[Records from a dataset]
=== Begin Enclosure ===

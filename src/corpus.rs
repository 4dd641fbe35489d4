//! Flat sentence addressing for sentence-segmented paper corpora.
//!
//! A corpus is a set of documents, each an ordered list of sentences. This
//! module assigns every sentence a single flat id and keeps the bijection
//! between that flat id space and the two-level `(document id, local offset)`
//! space.
//!
//! # Core Components
//!
//! - [`SentenceSet`] - document ids plus aggregate counters, the bootstrap state
//! - [`Cluster`] - insertion-ordered mapping from document id to sentences
//! - [`FlatCorpus`] - the cluster plus a flat index built once at construction
//! - [`merge`] - combine independently built shards into one corpus
//! - [`CorpusBuilder`] - producer that fills buckets and keeps the counters
//!
//! # Examples
//!
//! ```
//! use sentindex::corpus::{CorpusBuilder, SentenceSet};
//!
//! # fn main() -> sentindex::error::Result<()> {
//! let mut builder = CorpusBuilder::new(SentenceSet::with_document_ids(vec![1, 2]));
//! builder.add_document(1, vec!["s1".to_string(), "s2".to_string()])?;
//! builder.add_document(2, vec!["s3".to_string()])?;
//!
//! let corpus = builder.build()?;
//! assert_eq!(corpus.len(), 3);
//! assert_eq!(corpus.get_sentence(2)?, "s3");
//! # Ok(())
//! # }
//! ```

pub mod builder;
pub mod cluster;
pub mod flat;
pub mod merge;
pub mod persist;
pub mod sentence_set;

pub use builder::CorpusBuilder;
pub use cluster::Cluster;
pub use flat::{CorpusStats, FlatCorpus, SentenceLocation, Sentences};
pub use merge::{merge, merge_stored};
pub use persist::{StoredKind, stored_kind};
pub use sentence_set::SentenceSet;

/// Integer identifier of a source document.
pub type DocumentId = u64;

/// Signed flat sentence id; negative values count from the end.
pub type FlatId = i64;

=== End Enclosure ===

About this exercise
All of the records above are to be returned exactly as they stand.

Task response
filename src/corpus.rs
repository 4dd641fbe35489d4
//! Flat sentence addressing for sentence-segmented paper corpora.
//!
//! A corpus is a set of documents, each an ordered list of sentences. This
//! module assigns every sentence a single flat id and keeps the bijection
//! between that flat id space and the two-level `(document id, local offset)`
//! space.
//!
//! # Core Components
//!
//! - [`SentenceSet`] - document ids plus aggregate counters, the bootstrap state
//! - [`Cluster`] - insertion-ordered mapping from document id to sentences
//! - [`FlatCorpus`] - the cluster plus a flat index built once at construction
//! - [`merge`] - combine independently built shards into one corpus
//! - [`CorpusBuilder`] - producer that fills buckets and keeps the counters
//!
//! # Examples
//!
//! ```
//! use sentindex::corpus::{CorpusBuilder, SentenceSet};
//!
//! # fn main() -> sentindex::error::Result<()> {
//! let mut builder = CorpusBuilder::new(SentenceSet::with_document_ids(vec![1, 2]));
//! builder.add_document(1, vec!["s1".to_string(), "s2".to_string()])?;
//! builder.add_document(2, vec!["s3".to_string()])?;
//!
//! let corpus = builder.build()?;
//! assert_eq!(corpus.len(), 3);
//! assert_eq!(corpus.get_sentence(2)?, "s3");
//! # Ok(())
//! # }
//! ```

pub mod builder;
pub mod cluster;
pub mod flat;
pub mod merge;
pub mod persist;
pub mod sentence_set;

pub use builder::CorpusBuilder;
pub use cluster::Cluster;
pub use flat::{CorpusStats, FlatCorpus, SentenceLocation, Sentences};
pub use merge::{merge, merge_stored};
pub use persist::{StoredKind, stored_kind};
pub use sentence_set::SentenceSet;

/// Integer identifier of a source document.
pub type DocumentId = u64;

/// Signed flat sentence id; negative values count from the end.
pub type FlatId = i64;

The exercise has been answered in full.